● Record extracts:

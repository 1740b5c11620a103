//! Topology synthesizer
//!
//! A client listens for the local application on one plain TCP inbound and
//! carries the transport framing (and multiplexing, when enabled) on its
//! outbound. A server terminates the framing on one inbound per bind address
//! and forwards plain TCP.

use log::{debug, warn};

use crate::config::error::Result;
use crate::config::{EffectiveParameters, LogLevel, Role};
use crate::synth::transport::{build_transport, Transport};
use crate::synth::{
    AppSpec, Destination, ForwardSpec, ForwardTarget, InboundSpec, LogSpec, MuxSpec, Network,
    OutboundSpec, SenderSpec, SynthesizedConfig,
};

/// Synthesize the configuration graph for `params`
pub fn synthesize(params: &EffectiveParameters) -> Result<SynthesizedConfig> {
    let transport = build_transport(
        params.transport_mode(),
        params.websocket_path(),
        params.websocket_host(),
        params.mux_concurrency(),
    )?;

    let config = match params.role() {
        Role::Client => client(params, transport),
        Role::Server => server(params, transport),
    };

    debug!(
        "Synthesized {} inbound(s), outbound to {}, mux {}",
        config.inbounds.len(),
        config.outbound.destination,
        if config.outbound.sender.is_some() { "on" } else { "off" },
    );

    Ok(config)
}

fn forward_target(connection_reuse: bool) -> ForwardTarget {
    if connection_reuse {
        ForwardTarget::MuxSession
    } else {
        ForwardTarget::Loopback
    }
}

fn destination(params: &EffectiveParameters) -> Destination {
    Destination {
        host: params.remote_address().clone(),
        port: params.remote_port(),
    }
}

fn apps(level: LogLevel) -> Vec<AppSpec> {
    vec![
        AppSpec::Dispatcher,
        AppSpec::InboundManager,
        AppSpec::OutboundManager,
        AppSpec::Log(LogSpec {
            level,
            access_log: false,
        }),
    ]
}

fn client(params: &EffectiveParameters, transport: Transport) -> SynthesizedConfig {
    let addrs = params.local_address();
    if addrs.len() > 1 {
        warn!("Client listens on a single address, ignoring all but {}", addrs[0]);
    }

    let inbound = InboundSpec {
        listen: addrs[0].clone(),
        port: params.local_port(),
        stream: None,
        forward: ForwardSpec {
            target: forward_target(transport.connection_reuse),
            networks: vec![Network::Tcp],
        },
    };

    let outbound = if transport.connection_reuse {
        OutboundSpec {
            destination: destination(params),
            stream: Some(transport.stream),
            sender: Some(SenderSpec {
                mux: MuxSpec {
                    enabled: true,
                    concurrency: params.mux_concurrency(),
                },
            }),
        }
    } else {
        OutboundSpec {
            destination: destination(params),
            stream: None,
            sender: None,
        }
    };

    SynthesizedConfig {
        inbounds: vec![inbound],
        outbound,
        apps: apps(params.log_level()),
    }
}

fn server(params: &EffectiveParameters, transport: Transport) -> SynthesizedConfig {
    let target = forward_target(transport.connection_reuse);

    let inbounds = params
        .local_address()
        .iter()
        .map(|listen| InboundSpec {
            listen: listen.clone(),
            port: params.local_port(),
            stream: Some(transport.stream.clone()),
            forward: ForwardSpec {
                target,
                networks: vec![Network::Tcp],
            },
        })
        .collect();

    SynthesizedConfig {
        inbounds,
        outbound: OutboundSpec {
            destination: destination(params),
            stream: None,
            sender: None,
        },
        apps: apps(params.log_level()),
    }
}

--

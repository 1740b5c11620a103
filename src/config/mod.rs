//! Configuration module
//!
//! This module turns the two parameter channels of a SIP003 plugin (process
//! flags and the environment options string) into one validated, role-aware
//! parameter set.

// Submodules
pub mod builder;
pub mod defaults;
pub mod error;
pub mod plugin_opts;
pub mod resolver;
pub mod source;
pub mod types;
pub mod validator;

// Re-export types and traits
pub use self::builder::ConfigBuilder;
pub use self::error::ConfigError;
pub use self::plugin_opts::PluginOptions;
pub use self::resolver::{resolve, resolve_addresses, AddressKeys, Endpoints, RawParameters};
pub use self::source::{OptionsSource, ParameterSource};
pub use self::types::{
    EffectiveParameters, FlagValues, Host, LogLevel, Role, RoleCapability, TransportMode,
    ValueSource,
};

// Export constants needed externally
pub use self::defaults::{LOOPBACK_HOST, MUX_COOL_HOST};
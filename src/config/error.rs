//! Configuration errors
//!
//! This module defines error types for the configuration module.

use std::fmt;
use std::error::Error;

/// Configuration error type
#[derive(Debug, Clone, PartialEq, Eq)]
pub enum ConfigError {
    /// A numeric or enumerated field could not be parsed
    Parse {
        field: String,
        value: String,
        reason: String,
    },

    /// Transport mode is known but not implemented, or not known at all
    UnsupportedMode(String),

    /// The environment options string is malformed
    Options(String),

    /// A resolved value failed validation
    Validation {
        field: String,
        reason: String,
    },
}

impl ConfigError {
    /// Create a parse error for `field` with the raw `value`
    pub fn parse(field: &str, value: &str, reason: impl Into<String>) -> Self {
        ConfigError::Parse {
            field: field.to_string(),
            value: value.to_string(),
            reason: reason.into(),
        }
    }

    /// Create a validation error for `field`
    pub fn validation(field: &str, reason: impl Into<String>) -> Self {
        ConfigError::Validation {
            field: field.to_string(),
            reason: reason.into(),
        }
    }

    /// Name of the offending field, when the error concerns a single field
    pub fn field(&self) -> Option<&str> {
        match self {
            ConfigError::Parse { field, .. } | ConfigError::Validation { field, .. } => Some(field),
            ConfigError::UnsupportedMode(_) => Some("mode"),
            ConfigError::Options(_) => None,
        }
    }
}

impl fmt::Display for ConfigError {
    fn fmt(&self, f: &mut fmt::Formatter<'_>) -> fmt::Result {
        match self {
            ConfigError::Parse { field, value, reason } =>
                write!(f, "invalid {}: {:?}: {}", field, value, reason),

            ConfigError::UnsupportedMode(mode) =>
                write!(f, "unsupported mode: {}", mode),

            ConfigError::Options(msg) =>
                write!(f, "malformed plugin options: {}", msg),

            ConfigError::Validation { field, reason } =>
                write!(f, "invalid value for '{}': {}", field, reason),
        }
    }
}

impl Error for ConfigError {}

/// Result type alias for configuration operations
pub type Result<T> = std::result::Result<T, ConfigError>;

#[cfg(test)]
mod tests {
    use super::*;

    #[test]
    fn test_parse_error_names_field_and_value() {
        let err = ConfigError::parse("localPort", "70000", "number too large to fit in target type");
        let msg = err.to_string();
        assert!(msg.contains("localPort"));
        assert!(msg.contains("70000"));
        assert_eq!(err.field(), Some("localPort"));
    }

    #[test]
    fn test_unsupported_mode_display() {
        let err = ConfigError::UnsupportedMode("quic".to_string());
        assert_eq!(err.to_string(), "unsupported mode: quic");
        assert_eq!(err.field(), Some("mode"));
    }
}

● The task: For every line above that includes the string "MuxSpec", copy the line.

● Response area:
    AppSpec, Destination, ForwardSpec, ForwardTarget, InboundSpec, LogSpec, MuxSpec, Network,
                mux: MuxSpec {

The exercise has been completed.